Why do I go?
I go because that place holds more memories than any other place in this world.
My mom first took me there when I was little. It was a short trip and I can still remember a few things from that fateful trip. I remember the Main Street Electrical Parade. I remember the magic shop on main street (who else remembers that). I also remember buying a HUGE lollipop, one of those big flat round ones, only to take it back home and end up having my dog eat it.
My mom took me back when I was in high school. This time we got to see more. My taste for Disney World grew. She took me there. She had raised me being around Disney things. The movies, the stories, lots of things Disney. I can remember to this day her reading me stories from these books that were Disney, there were four. One was gold, one was blue, one was, green, and one was red. They all had different themes to them. Science, nature, stuff like that. She raised me Disney. She herself had gone to
DisneyLand once.
Then in 2004, after I had gone through some very rough spots in my life, I was turning 25, she was turning 50. I had moved far away, and I thought what would be better than Disney. We planned a vacation together. To our special place. The place we loved. So we went. It is the place that brings back great memories for me. Of being a kid, of being with my mom, a place where ALL of my cares and worries melt away. We stayed at All Star Movies and had a great time. We knew that parting was going to kill us, but we enjoyed every single second there.

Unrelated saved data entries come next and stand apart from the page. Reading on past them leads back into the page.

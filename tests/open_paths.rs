// Copyright 2025 Lars Brubaker
// Clipping open polylines against closed polygons.

mod helpers;

use helpers::rect;
use vatti_rust::{
    open_paths_from_polytree, path_from, ClipError, ClipType, Clipper, FillRule, IntPoint, Path, PolyTree, PolyType,
};

fn clip_line(line: &Path, ct: ClipType) -> PolyTree {
    let mut c = Clipper::new();
    assert!(c.add_path(line, PolyType::Subject, false).unwrap());
    c.add_path(&rect(0, 0, 10, 10), PolyType::Clip, true).unwrap();
    c.execute_tree(ct, FillRule::NonZero, FillRule::NonZero).unwrap()
}

/// Endpoints sorted, so the direction a segment was emitted in does not matter.
fn endpoints(p: &[IntPoint]) -> (IntPoint, IntPoint) {
    let (a, b) = (p[0], p[p.len() - 1]);
    if (a.x, a.y) <= (b.x, b.y) {
        (a, b)
    } else {
        (b, a)
    }
}

#[test]
fn line_through_square_is_trimmed_to_its_chord() {
    let tree = clip_line(&path_from(&[(-5, 5), (15, 5)]), ClipType::Intersection);
    assert_eq!(tree.total(), 1);
    let node = tree.node(tree.roots()[0]);
    assert!(node.is_open());
    assert_eq!(node.contour().len(), 2);
    assert_eq!(endpoints(node.contour()), (IntPoint::new(0, 5), IntPoint::new(10, 5)));
}

#[test]
fn vertical_line_through_square() {
    let tree = clip_line(&path_from(&[(4, -3), (4, 20)]), ClipType::Intersection);
    let open = open_paths_from_polytree(&tree);
    assert_eq!(open.len(), 1);
    assert_eq!(endpoints(&open[0]), (IntPoint::new(4, 0), IntPoint::new(4, 10)));
}

#[test]
fn difference_keeps_the_parts_outside() {
    let tree = clip_line(&path_from(&[(-5, 5), (15, 5)]), ClipType::Difference);
    let mut open = open_paths_from_polytree(&tree);
    assert_eq!(open.len(), 2);
    open.sort_by_key(|p| endpoints(p).0.x);
    assert_eq!(endpoints(&open[0]), (IntPoint::new(-5, 5), IntPoint::new(0, 5)));
    assert_eq!(endpoints(&open[1]), (IntPoint::new(10, 5), IntPoint::new(15, 5)));
}

#[test]
fn line_outside_clip_vanishes_under_intersection() {
    let tree = clip_line(&path_from(&[(20, 0), (30, 10)]), ClipType::Intersection);
    assert!(tree.is_empty());
}

#[test]
fn diagonal_line_is_cut_at_the_boundary() {
    let tree = clip_line(&path_from(&[(-2, -2), (12, 12)]), ClipType::Intersection);
    let open = open_paths_from_polytree(&tree);
    assert_eq!(open.len(), 1);
    assert_eq!(endpoints(&open[0]), (IntPoint::new(0, 0), IntPoint::new(10, 10)));
}

#[test]
fn open_paths_stay_at_the_root() {
    let mut c = Clipper::new();
    c.add_path(&rect(0, 0, 10, 10), PolyType::Subject, true).unwrap();
    c.add_path(&path_from(&[(2, 2), (8, 8)]), PolyType::Subject, false).unwrap();
    c.add_path(&rect(-1, -1, 11, 11), PolyType::Clip, true).unwrap();
    let tree = c.execute_tree(ClipType::Intersection, FillRule::NonZero, FillRule::NonZero).unwrap();
    for &r in tree.roots() {
        if tree.node(r).is_open() {
            assert_eq!(tree.node(r).parent(), None);
            assert_eq!(tree.node(r).child_count(), 0);
        }
    }
    assert_eq!(open_paths_from_polytree(&tree).len(), 1);
}

#[test]
fn open_clip_paths_are_rejected() {
    let mut c = Clipper::new();
    assert_eq!(
        c.add_path(&path_from(&[(0, 0), (5, 5)]), PolyType::Clip, false),
        Err(ClipError::OpenClipPath)
    );
}

#[test]
fn flat_execute_with_open_paths_fails_then_recovers() {
    let mut c = Clipper::new();
    c.add_path(&path_from(&[(0, 0), (5, 5)]), PolyType::Subject, false).unwrap();
    c.add_path(&rect(0, 0, 10, 10), PolyType::Clip, true).unwrap();
    assert_eq!(
        c.execute(ClipType::Intersection, FillRule::NonZero, FillRule::NonZero),
        Err(ClipError::OpenPathsNeedTree)
    );
    let tree = c.execute_tree(ClipType::Intersection, FillRule::NonZero, FillRule::NonZero).unwrap();
    assert_eq!(open_paths_from_polytree(&tree).len(), 1);
}

#[test]
fn degenerate_open_path_is_ignored() {
    let mut c = Clipper::new();
    assert!(!c.add_path(&path_from(&[(3, 3), (3, 3)]), PolyType::Subject, false).unwrap());
    assert!(!c.add_path(&path_from(&[(3, 3)]), PolyType::Subject, false).unwrap());
}

fn run_lines(lines: &[Path], clip: &[Path], ct: ClipType, fill: FillRule) -> Vec<Path> {
    let mut c = Clipper::new();
    for line in lines {
        c.add_path(line, PolyType::Subject, false).unwrap();
    }
    c.add_paths(clip, PolyType::Clip, true).unwrap();
    let tree = c.execute_tree(ct, fill, fill).unwrap();
    open_paths_from_polytree(&tree)
}

#[test]
fn lone_horizontal_line_is_kept() {
    let line = path_from(&[(0, 5), (10, 5)]);
    for ct in [ClipType::Union, ClipType::Difference, ClipType::Xor] {
        let open = run_lines(&[line.clone()], &[], ct, FillRule::NonZero);
        assert_eq!(open.len(), 1, "{:?}", ct);
        assert_eq!(endpoints(&open[0]), (IntPoint::new(0, 5), IntPoint::new(10, 5)));
    }
    assert!(run_lines(&[line], &[], ClipType::Intersection, FillRule::NonZero).is_empty());
}

#[test]
fn horizontal_line_in_the_final_scanbeam_is_kept() {
    // The clip lies entirely on one side, so the line's Y is the last one swept.
    let line = path_from(&[(112, 12), (38, 12)]);
    let open = run_lines(&[line], &[rect(20, 46, 60, 80)], ClipType::Difference, FillRule::NonZero);
    assert_eq!(open.len(), 1);
    assert_eq!(endpoints(&open[0]), (IntPoint::new(38, 12), IntPoint::new(112, 12)));
}

#[test]
fn union_keeps_every_open_line() {
    let lines = [path_from(&[(0, 5), (10, 5)]), path_from(&[(0, 5), (10, 5), (10, 8)])];
    let open = run_lines(&lines, &[], ClipType::Union, FillRule::NonZero);
    let mut ends: Vec<_> = open.iter().map(|p| endpoints(p)).map(|(a, b)| ((a.x, a.y), (b.x, b.y))).collect();
    ends.sort();
    assert_eq!(ends, vec![((0, 5), (10, 5)), ((0, 5), (10, 8))]);
}

#[test]
fn positive_and_negative_clip_lines_to_the_filled_orientation() {
    let line = path_from(&[(-5, 5), (15, 5)]);
    for fill in [FillRule::Positive, FillRule::Negative] {
        for square in [rect(0, 0, 10, 10), helpers::rect_cw(0, 0, 10, 10)] {
            let filled = !helpers::run(ClipType::Union, &[square.clone()], &[], fill).is_empty();

            let inside = run_lines(&[line.clone()], &[square.clone()], ClipType::Intersection, fill);
            if filled {
                assert_eq!(inside.len(), 1);
                assert_eq!(endpoints(&inside[0]), (IntPoint::new(0, 5), IntPoint::new(10, 5)));
            } else {
                assert!(inside.is_empty(), "{:?} kept {:?}", fill, inside);
            }

            let outside = run_lines(&[line.clone()], &[square], ClipType::Difference, fill);
            if filled {
                assert_eq!(outside.len(), 2);
            } else {
                assert_eq!(outside.len(), 1);
                assert_eq!(endpoints(&outside[0]), (IntPoint::new(-5, 5), IntPoint::new(15, 5)));
            }
        }
    }
}

#[test]
fn overlapping_clips_under_non_zero_cut_at_the_outer_boundary() {
    let line = path_from(&[(-5, 5), (25, 5)]);
    let clip = vec![rect(0, 0, 15, 10), rect(5, 0, 20, 10)];
    let inside = run_lines(&[line], &clip, ClipType::Intersection, FillRule::NonZero);
    assert_eq!(inside.len(), 1);
    assert_eq!(endpoints(&inside[0]), (IntPoint::new(0, 5), IntPoint::new(20, 5)));
}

Disney to me, is another world. A whole new world actually. I am free. I am like a little kid. I can't describe the feeling inside me when I am there. I am sure some of you know it and can relate.

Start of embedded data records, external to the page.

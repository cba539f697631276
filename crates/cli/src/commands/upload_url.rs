//! upload-url command - Download a URL and upload it
//!
//! The download is spooled to a scratch file that is always removed.

use std::sync::Arc;

use clap::Args;
use s3drop_core::{TransferEngine, UploadOptions};
use s3drop_s3::HttpSource;

use super::{AclArgs, Context, report_transfer};
use crate::exit_code::ExitCode;
use crate::output::ProgressBar;

/// Download a URL and upload it
#[derive(Args, Debug)]
pub struct UploadUrlArgs {
    /// URL to download
    pub url: String,

    /// Filename to store under (default: last URL path segment)
    #[arg(long)]
    pub filename: Option<String>,

    /// Full object key, used as given (overrides --folder)
    #[arg(long)]
    pub key: Option<String>,

    /// Folder to upload into; the filename is appended
    #[arg(long)]
    pub folder: Option<String>,

    #[command(flatten)]
    pub acl: AclArgs,
}

/// Execute the upload-url command
pub async fn execute(args: UploadUrlArgs, ctx: &Context) -> ExitCode {
    let formatter = ctx.formatter();

    let (config, client) = match ctx.connect(&formatter).await {
        Ok(c) => c,
        Err(code) => return code,
    };
    let source = match HttpSource::new() {
        Ok(s) => s,
        Err(e) => {
            formatter.error(&e.to_string());
            return ExitCode::from_error(&e);
        }
    };

    let options = UploadOptions {
        destination_path: args.key,
        folder: args.folder,
        make_public: args.acl.make_public(ctx.provider),
    };
    let engine = TransferEngine::new(config, client).with_remote_source(Arc::new(source));

    let spinner = ProgressBar::spinner(&ctx.output, &format!("Transferring {}", args.url));
    let result = engine
        .upload_from_url(&args.url, args.filename.as_deref(), &options)
        .await;
    spinner.finish_and_clear();

    report_transfer(&formatter, result)
}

More reasons why.... Some of you know I am getting married soon. He had never been to Disney. He had never been to Florida. It took me a while be I convinced him to go. At this time he could not look past three months into the future. Some of you know why, some of you don't. But we needed a vacation. Badly. So we went. Last year. Just the two of us. In June. I wanted to share my love of Disney with him. I wanted him to see why I loved it. So we rented a car and drove two days to spend a great week there. He got to see a part of why I loved it there. He needed the vacation. He actually had a good time. So much so that after we got home, we planned to go again for a quick weekend trip there in December. We planned and kept our trip a secret. Although I told my mom. Cause we are close. Family got sick and we didn't know if we were going to go. But things worked out and we did. When we got there. My mom was there. Waiting on me. At the resort. A complete surprise. I hadn't seen here in a long time. It was my Christmas present. She stayed at the same resort and had tickets to our christmas party. What a great time. He didn't know about it and neither did I. She had kept that little secret to herself. That weekend, I got engaged. At the Grand Floridian. So now it is even more important to me if that is possible. THe ring wasn't even supposed to be ready yet, but the day before we left he got a call saying it was done, so he picked it up and took it with him not knowing what he was going to do. Nobody knew about the ring either. That weekend I got to tell my mom in person that I was getting married. That was great.
Now I am going on my honeymoon there. Where else would we go.
He may not love it as much as me, but we have plans to keep going. I think he likes it more than he lets on. He claims that he likes what that place does to me. It has a hold on me while I am there. He goes so he can see me there. That's why we go back. Because of our memories and what it does to us.